资源环境科技发展态势分析平台

Results of glacier flow models and associated estimates of future sea level rise depend sensitively on the prescribed relation between shear stress and slip velocity at the glacier bed. Using a fully three-dimensional numerical model of ice flow, we compute steady-state sliding relations for where ice slips over a rock bed with three-dimensional, periodic topography. In agreement with studies of two-dimensional beds, water-filled cavities that form down-glacier from bedforms cause basal shear stress to peak at a threshold slip velocity and decrease at higher velocities (i.e., rate-weakening drag). However, the shear stress magnitude and extent of rate-weakening drag depend systematically on lateral topographic variations not considered previously. Moreover, steep up-glacier-facing slopes of bedforms can result in shear stress that increases monotonically over a wide range of slip velocity, helping to stabilize slip. These results highlight the potential variability of sliding relations and their likely sensitivity to the morphological diversity of glacier beds.

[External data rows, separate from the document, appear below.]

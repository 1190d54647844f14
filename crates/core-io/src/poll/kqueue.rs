//! BSD poller: kqueue with EVFILT_TIMER.
//!
//! Timer data is the interval in milliseconds (the filter's default unit);
//! re-adding an existing filter replaces it, which makes re-registration
//! naturally idempotent. Fd filters use EV_CLEAR so readiness reports are
//! edge-like and do not spin.

use super::{PollEvents, PollResult, Poller, TimerHandle};
use crate::error::{IoError, Result};
use crate::syscall;
use std::collections::HashSet;
use std::os::unix::io::RawFd;
use std::ptr;
use std::time::Duration;

pub struct KqueuePoller {
    kq: RawFd,
    timers: HashSet<u64>,
    next_timer: u64,
    closed: bool,
}

fn event(ident: usize, filter: i16, flags: u16, data: i64) -> libc::kevent {
    let mut ev: libc::kevent = unsafe { std::mem::zeroed() };
    ev.ident = ident as libc::uintptr_t;
    ev.filter = filter as _;
    ev.flags = flags as _;
    ev.data = data as _;
    ev
}

impl KqueuePoller {
    pub fn new() -> Result<KqueuePoller> {
        let kq = unsafe { libc::kqueue() };
        if kq < 0 {
            return Err(IoError::last("kqueue failed"));
        }
        Ok(KqueuePoller {
            kq,
            timers: HashSet::new(),
            next_timer: 1,
            closed: false,
        })
    }

    fn apply(&self, changes: &[libc::kevent]) -> Result<()> {
        syscall::retry("kevent failed", || unsafe {
            libc::kevent(
                self.kq,
                changes.as_ptr(),
                changes.len() as _,
                ptr::null_mut(),
                0,
                ptr::null(),
            )
        })?;
        Ok(())
    }
}

impl Poller for KqueuePoller {
    fn add_timer(&mut self, interval: Duration, repeating: bool) -> Result<TimerHandle> {
        let id = self.next_timer;
        self.next_timer += 1;
        let mut flags = libc::EV_ADD | libc::EV_ENABLE;
        if !repeating {
            flags |= libc::EV_ONESHOT;
        }
        let change = event(
            id as usize,
            libc::EVFILT_TIMER,
            flags,
            interval.as_millis().max(1) as i64,
        );
        self.apply(&[change])?;
        self.timers.insert(id);
        Ok(TimerHandle(id))
    }

    fn cancel_timer(&mut self, handle: TimerHandle) -> Result<()> {
        if self.timers.remove(&handle.0) {
            let change = event(handle.0 as usize, libc::EVFILT_TIMER, libc::EV_DELETE, 0);
            let _ = self.apply(&[change]); // already-fired one-shots report ENOENT
        }
        Ok(())
    }

    fn register_fd(&mut self, fd: RawFd, events: PollEvents) -> Result<()> {
        let mut changes = Vec::with_capacity(2);
        if events.contains(PollEvents::READ) || events.contains(PollEvents::ERROR) {
            changes.push(event(
                fd as usize,
                libc::EVFILT_READ,
                libc::EV_ADD | libc::EV_ENABLE | libc::EV_CLEAR,
                0,
            ));
        }
        if events.contains(PollEvents::WRITE) {
            changes.push(event(
                fd as usize,
                libc::EVFILT_WRITE,
                libc::EV_ADD | libc::EV_ENABLE | libc::EV_CLEAR,
                0,
            ));
        }
        if changes.is_empty() {
            return Ok(());
        }
        self.apply(&changes)
    }

    fn unregister_fd(&mut self, fd: RawFd) -> Result<()> {
        // Delete both filters; a missing one is not an error.
        for filter in [libc::EVFILT_READ, libc::EVFILT_WRITE] {
            let change = event(fd as usize, filter, libc::EV_DELETE, 0);
            let _ = self.apply(&[change]);
        }
        Ok(())
    }

    fn wait(&mut self, timeout: Option<Duration>) -> Result<Option<PollResult>> {
        let ts;
        let ts_ptr = match timeout {
            Some(d) => {
                ts = libc::timespec {
                    tv_sec: d.as_secs() as libc::time_t,
                    tv_nsec: d.subsec_nanos() as libc::c_long,
                };
                &ts as *const libc::timespec
            }
            None => ptr::null(),
        };
        let mut out: libc::kevent = unsafe { std::mem::zeroed() };
        let n = syscall::retry("kevent failed", || unsafe {
            libc::kevent(self.kq, ptr::null(), 0, &mut out, 1, ts_ptr)
        })?;
        if n == 0 {
            return Ok(None);
        }

        if out.filter == libc::EVFILT_TIMER {
            let id = out.ident as u64;
            if out.flags & libc::EV_ONESHOT != 0 {
                self.timers.remove(&id);
            }
            return Ok(Some(PollResult::Timer {
                handle: TimerHandle(id),
                expirations: (out.data as u64).max(1),
            }));
        }

        let fd = out.ident as RawFd;
        if out.flags & libc::EV_ERROR != 0 {
            return Ok(Some(PollResult::FdError { fd }));
        }
        if out.filter == libc::EVFILT_WRITE {
            return Ok(Some(PollResult::FdWritable { fd }));
        }
        Ok(Some(PollResult::FdReadable { fd }))
    }

    fn close(&mut self) {
        if self.closed {
            return;
        }
        self.closed = true;
        self.timers.clear();
        unsafe { libc::close(self.kq) };
    }
}

impl Drop for KqueuePoller {
    fn drop(&mut self) {
        self.close();
    }
}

Plain Language Summary Parts of ice sheets that flow into the oceans and affect sea level can flow unusually fast by slipping over their beds. We use a computer to solve for the first time in three dimensions the equations that describe the flow of ice as it slips over a bumpy rock bed. We include the important tendency for glaciers to separate from rock and form water-filled cavities down-glacier from bumps. These calculations indicate that resistance to slip depends sensitively on the bump shape and spacing. Cavities can cause the bed to become more slippery the faster the ice slides, with this destabilizing effect being more severe for bumps that are laterally narrow and widely spaced. However, bumps with steeply sloping up-glacier sides can reverse this effect and cause resistance to slip to increase over a wide range of increasing slip velocity. This diverse behavior highlights the need for estimates of glacier slip velocity to incorporate the actual topography of glacier beds.